³He-rich solar energetic particles (SEPs) are believed to be accelerated in solar flares or jets by a mechanism that depends on the ion charge-to-mass ( $Q/M$ ) ratio. It implies that the flare plasma characteristics (e.g., temperature) may be effective in determining the elemental abundances of ³He-rich SEPs. This study examines the relation between the suprathermal ( $\lesssim$ 0.2 MeV nucleon^-1) abundances of the He–Fe ions measured on the Advanced Composition Explorer and temperature in the solar sources for 24 ³He-rich SEP events in the period 2010–2015. The differential emission measure technique is applied to derive the temperature of the source regions from the extreme ultraviolet imaging observations on the Solar Dynamics Observatory. The obtained temperature distribution peaks at 2.0–2.5 MK that is surprisingly consistent with earlier findings based on in-situ elemental abundance or charge state measurements. We have found a significant anti-correlation between ³He/⁴He ratio and solar source temperature with a coefficient $-$ 0.6. It is most likely caused by non-charge-stripping processes, as both isotopes would be fully ionized in the inferred temperature range. This study shows that the elemental ratios ⁴He/O, N/O, Ne/O, Si/O, S/O, Ca/O, Fe/O generally behave with temperature as expected from abundance enhancement calculations at ionization equilibrium. The C and Mg, the two species with small changes in the $Q$ / $M$ ratio in the obtained temperature range, show no such behavior with temperature and could be influenced by similar processes as for the ³He/⁴He ratio.
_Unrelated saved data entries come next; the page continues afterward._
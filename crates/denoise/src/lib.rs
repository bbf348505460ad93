//! hushwire-denoise – Echtzeit-Rauschunterdrueckung fuer Mikrofon-Streams
//!
//! Pipeline pro Frame:
//! - Hann-Fensterung und Overlap-Add (Frame-Puffer)
//! - FFT via rustfft
//! - Adaptives Rauschmodell mit Lernphase
//! - Spektrale VAD mit Hysterese
//! - Gain: spektrale Subtraktion, Wiener oder Gate
//! - Optionale Transienten-Daempfung
//!
//! Einstieg fuer Echtzeit-Hosts ist `SuppressionEngine`, fuer Dateien
//! `denoise_clip`.

pub mod config;
pub mod dsp;
pub mod engine;
pub mod error;
pub mod frame_buffer;
pub mod offline;
pub mod session;
pub mod spectral;
pub mod stats;

// Bequeme Re-Exporte der wichtigsten Typen
pub use config::{GainStrategy, SuppressionConfig, SuppressionLevel, ValidatedConfig};
pub use dsp::transient::TransientConfig;
pub use dsp::vad::VadConfig;
pub use dsp::AudioProcessor;
pub use engine::{
    clean_block_ring, CleanBlockConsumer, CleanBlockSink, EngineCommand, EngineHandle,
    EngineState, RingSink, SuppressionEngine,
};
pub use error::{ConfigError, EngineError, FrameFault, SessionStartError};
pub use offline::{denoise_clip, ClipResult};
pub use session::{BlockOutcome, SuppressionSession};
pub use stats::{SessionCounters, SessionStats};
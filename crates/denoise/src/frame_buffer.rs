//! Fensterung und Frame-Puffer (Overlap-Add)
//!
//! Sammelt Capture-Bloecke beliebiger Laenge in einem lock-free Ring und
//! schneidet daraus ueberlappende Analyse-Frames (Hann-gefenstert). Auf der
//! Syntheseseite werden rekonstruierte Frames erneut gefenstert, in den
//! Overlap-Puffer addiert und hop-weise in eine Ausgabe-FIFO geschrieben.
//!
//! Der Analyse-Ring startet mit `F - 1` Nullen. Dadurch ist nach jedem
//! Eingangssample mindestens so viel Ausgabe vorhanden wie Eingabe, und
//! Ausgabe-Sample `n` entspricht Eingangs-Sample `n - (F - 1)`.

use ringbuf::traits::{Consumer, Observer, Producer};
use ringbuf::HeapRb;

use crate::error::{reserve, SessionResult, SessionStartError};

/// Hann-Fenster `0.5 * (1 - cos(2*pi*i / (F - 1)))`
pub fn hann_window(size: usize) -> Vec<f32> {
    if size < 2 {
        return vec![1.0; size];
    }
    let denom = (size - 1) as f32;
    (0..size)
        .map(|i| 0.5 * (1.0 - (2.0 * std::f32::consts::PI * i as f32 / denom).cos()))
        .collect()
}

/// Synthese-Fenster fuer exaktes Overlap-Add
///
/// `w[i] / sum_m w[(i mod H) + m*H]^2` – die Summe aller Beitraege
/// `analyse * synthese` an jeder Position ist damit 1. Positionen, an denen
/// kein Analysefenster beitraegt (Summe 0), bekommen 0.
pub fn synthesis_window(analysis: &[f32], hop_size: usize) -> Vec<f32> {
    let frame_size = analysis.len();
    let norm: Vec<f32> = (0..hop_size.min(frame_size))
        .map(|offset| {
            analysis[offset..]
                .iter()
                .step_by(hop_size)
                .map(|w| w * w)
                .sum::<f32>()
        })
        .collect();

    analysis
        .iter()
        .enumerate()
        .map(|(i, w)| {
            let n = norm[i % hop_size];
            if n > 0.0 {
                w / n
            } else {
                0.0
            }
        })
        .collect()
}

/// Analyse-/Synthese-Puffer einer Session
pub struct FrameBuffer {
    frame_size: usize,
    hop_size: usize,
    analysis_window: Vec<f32>,
    synthesis_window: Vec<f32>,
    /// Noch nicht verbrauchte Eingangssamples (aelteste zuerst)
    input: HeapRb<f32>,
    /// Ueberhang des letzten Synthese-Frames, immer genau `F - H` lang
    overlap: Vec<f32>,
    /// Fertige Hops fuer die Ausgabe
    output: HeapRb<f32>,
    hop_scratch: Vec<f32>,
    /// Verworfene Ausgabesamples (FIFO voll, sollte nie passieren)
    overruns: u64,
}

impl FrameBuffer {
    /// Legt alle Puffer an; Speichermangel wird als Fehler gemeldet.
    pub fn new(frame_size: usize, hop_size: usize) -> SessionResult<Self> {
        let hop_size = hop_size.clamp(1, frame_size);
        let analysis_window = hann_window(frame_size);
        let synthesis_window = synthesis_window(&analysis_window, hop_size);

        let mut buffer = Self {
            frame_size,
            hop_size,
            analysis_window,
            synthesis_window,
            input: ring("analyse-ring", frame_size * 2)?,
            overlap: reserve("overlap", frame_size - hop_size, 0.0f32)?,
            output: ring("ausgabe-ring", frame_size * 2)?,
            hop_scratch: reserve("hop-puffer", hop_size, 0.0f32)?,
            overruns: 0,
        };
        buffer.prime();
        Ok(buffer)
    }

    pub fn frame_size(&self) -> usize {
        self.frame_size
    }

    pub fn hop_size(&self) -> usize {
        self.hop_size
    }

    /// Laenge des Overlap-Puffers (`F - H`)
    pub fn overlap_len(&self) -> usize {
        self.overlap.len()
    }

    /// Latenz in Samples
    pub fn latency(&self) -> usize {
        self.frame_size - 1
    }

    /// Anzahl gepufferter, noch nicht analysierter Samples
    pub fn pending_input(&self) -> usize {
        self.input.occupied_len()
    }

    /// Anzahl abholbereiter Ausgabesamples
    pub fn pending_output(&self) -> usize {
        self.output.occupied_len()
    }

    pub fn overruns(&self) -> u64 {
        self.overruns
    }

    /// Nimmt so viele Samples auf wie der Ring fasst, gibt die Anzahl zurueck.
    ///
    /// Der Aufrufer muss anschliessend `next_frame` leeren, bevor er den Rest
    /// nachschiebt.
    pub fn push(&mut self, samples: &[f32]) -> usize {
        self.input.push_slice(samples)
    }

    /// Schneidet den naechsten Analyse-Frame (gefenstert) aus dem Ring.
    ///
    /// Gibt `false` zurueck solange weniger als `F` Samples vorliegen; der
    /// Ring rueckt pro Frame um `H` vor.
    pub fn next_frame(&mut self, frame: &mut [f32]) -> bool {
        if self.input.occupied_len() < self.frame_size || frame.len() != self.frame_size {
            return false;
        }

        let (head, tail) = self.input.as_slices();
        let from_head = head.len().min(self.frame_size);
        frame[..from_head].copy_from_slice(&head[..from_head]);
        frame[from_head..].copy_from_slice(&tail[..self.frame_size - from_head]);

        for (sample, w) in frame.iter_mut().zip(&self.analysis_window) {
            *sample *= w;
        }

        self.input.skip(self.hop_size);
        true
    }

    /// Overlap-Add eines rekonstruierten Frames.
    ///
    /// Die ersten `H` Samples der Summe wandern in die Ausgabe-FIFO, der
    /// Overlap-Puffer rueckt um `H` nach links und wird hinten mit dem neuen
    /// Frame aufgefuellt.
    pub fn emit(&mut self, synthesis: &[f32]) {
        debug_assert_eq!(synthesis.len(), self.frame_size);
        let keep = self.overlap.len();

        for i in 0..self.hop_size {
            let carried = if i < keep { self.overlap[i] } else { 0.0 };
            self.hop_scratch[i] = synthesis[i] * self.synthesis_window[i] + carried;
        }

        // Aufsteigend: liest overlap[H + j] bevor es ueberschrieben wird
        for j in 0..keep {
            let src = self.hop_size + j;
            let carried = if src < keep { self.overlap[src] } else { 0.0 };
            self.overlap[j] = synthesis[src] * self.synthesis_window[src] + carried;
        }

        let pushed = self.output.push_slice(&self.hop_scratch);
        if pushed < self.hop_size {
            self.overruns += (self.hop_size - pushed) as u64;
        }
    }

    /// Kopiert fertige Ausgabe in `out`, gibt die Anzahl zurueck
    pub fn drain_into(&mut self, out: &mut [f32]) -> usize {
        self.output.pop_slice(out)
    }

    /// Verwirft alle Puffer und startet wie bei Session-Beginn
    pub fn reset(&mut self) {
        self.input.clear();
        self.output.clear();
        self.overlap.fill(0.0);
        self.prime();
    }

    fn prime(&mut self) {
        self.input
            .push_iter(std::iter::repeat(0.0).take(self.frame_size - 1));
    }
}

fn ring(puffer: &'static str, kapazitaet: usize) -> SessionResult<HeapRb<f32>> {
    HeapRb::try_new(kapazitaet).map_err(|_| SessionStartError::Speicher {
        puffer,
        elemente: kapazitaet,
    })
}
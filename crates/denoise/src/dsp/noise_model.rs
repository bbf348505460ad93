//! Adaptives Rauschmodell
//!
//! Fuehrt pro Frequenz-Bin eine exponentiell geglaettete Betragsschaetzung.
//! Waehrend der Lernphase wird jeder Frame einbezogen, danach nur Frames
//! die die VAD als Nicht-Sprache einstuft.

/// Rauschschaetzung pro Bin
pub struct NoiseModel {
    profile: Vec<f32>,
    /// Glaettungsfaktor alpha (Anteil der alten Schaetzung)
    smoothing: f32,
    /// Untergrenze jedes Bins
    floor: f32,
    learning_frames: u32,
    frames_observed: u32,
    seeded: bool,
}

/// Ergebnis einer Beobachtung
#[derive(Debug, Clone, Copy, PartialEq, Eq)]
pub struct Observation {
    /// Schaetzung wurde mit diesem Frame aktualisiert
    pub updated: bool,
    /// Mit diesem Frame ist die Lernphase abgeschlossen
    pub learning_completed: bool,
}

impl NoiseModel {
    pub fn new(bins: usize, smoothing: f32, floor: f32, learning_frames: u32) -> Self {
        Self {
            profile: vec![floor; bins],
            smoothing,
            floor,
            learning_frames,
            frames_observed: 0,
            seeded: false,
        }
    }

    /// Bezieht einen Frame in die Schaetzung ein.
    ///
    /// Der erste Frame setzt das Profil direkt, danach gilt
    /// `noise = alpha * noise + (1 - alpha) * magnitude`.
    pub fn observe(&mut self, magnitude: &[f32], is_speech: bool) -> Observation {
        let learning = self.is_learning();
        let update = learning || !is_speech;

        if update {
            if self.seeded {
                let alpha = self.smoothing;
                for (noise, &m) in self.profile.iter_mut().zip(magnitude) {
                    *noise = (alpha * *noise + (1.0 - alpha) * m).max(self.floor);
                }
            } else {
                for (noise, &m) in self.profile.iter_mut().zip(magnitude) {
                    *noise = m.max(self.floor);
                }
                self.seeded = true;
            }
        }

        self.frames_observed = self.frames_observed.saturating_add(1);

        Observation {
            updated: update,
            learning_completed: learning && !self.is_learning(),
        }
    }

    /// Aktuelle Schaetzung (jedes Bin >= Floor)
    pub fn estimate(&self) -> &[f32] {
        &self.profile
    }

    /// Ob die Lernphase noch laeuft
    pub fn is_learning(&self) -> bool {
        self.frames_observed < self.learning_frames
    }

    pub fn frames_observed(&self) -> u32 {
        self.frames_observed
    }

    /// Mittlerer Rauschboden ueber alle Bins (Diagnose)
    pub fn mean_floor(&self) -> f32 {
        if self.profile.is_empty() {
            return 0.0;
        }
        self.profile.iter().sum::<f32>() / self.profile.len() as f32
    }

    /// Verwirft das gelernte Profil, die Lernphase beginnt neu
    pub fn reset(&mut self) {
        self.profile.fill(self.floor);
        self.frames_observed = 0;
        self.seeded = false;
    }
}
//! Hushwire CLI – Einstiegspunkt
//!
//! Laedt die Konfiguration, initialisiert das Logging und entrauscht eine
//! WAV-Datei.

use anyhow::Result;
use clap::Parser;
use hushwire_cli::logging::logging_initialisieren;
use hushwire_cli::{datei_verarbeiten, Args, CliConfig};

fn main() -> Result<()> {
    let args = Args::parse();

    // Konfiguration laden (Standardwerte falls Datei fehlt)
    let mut config = CliConfig::laden(&args.config)?;
    args.anwenden(&mut config);
    config.logging.pruefen()?;

    logging_initialisieren(&config.logging.level, &config.logging.format);

    tracing::info!(
        version = env!("CARGO_PKG_VERSION"),
        config = %args.config.display(),
        "Hushwire wird initialisiert"
    );

    let stats = datei_verarbeiten(&args.input, &args.output, &config.suppression, args.block_size)?;

    if args.stats_json {
        println!("{}", serde_json::to_string_pretty(&stats)?);
    }

    Ok(())
}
Solar energetic particles (1491) — Solar abundances (1474) — Solar flares (1496) — Solar extreme ultraviolet emission (1493)

^†^†journal: ApJ

1 Introduction

³He-rich solar energetic particles (SEPs) are characterized by enormous enhancements of rare species like ³He or ultra-heavy ions (mass $>$ 70 AMU) by factors up to 10⁴ above the coronal or solar wind abundances (see, e.g., Kocharov & Kocharov, 1984; Mason, 2007; Reames, 2013, 2017, 2018, for a review). In a typical ³He-rich SEP event, ⁴He, ¹²C, ¹⁴N, ¹⁶O are unenhanced, while heavier species like ²⁰Ne, ²⁴Mg, ²⁸Si, show enhancement that increases with the ion mass (Reames et al., 1994; Mason et al., 2004). The abundance of the light ³He isotope is in contrast with such enhancement pattern. Whereas, with He, the abundance of the lighter isotope is enhanced, with heavy ions, the heavier isotopes are enhanced (Mason et al., 1994; Wiedenbeck et al., 2010).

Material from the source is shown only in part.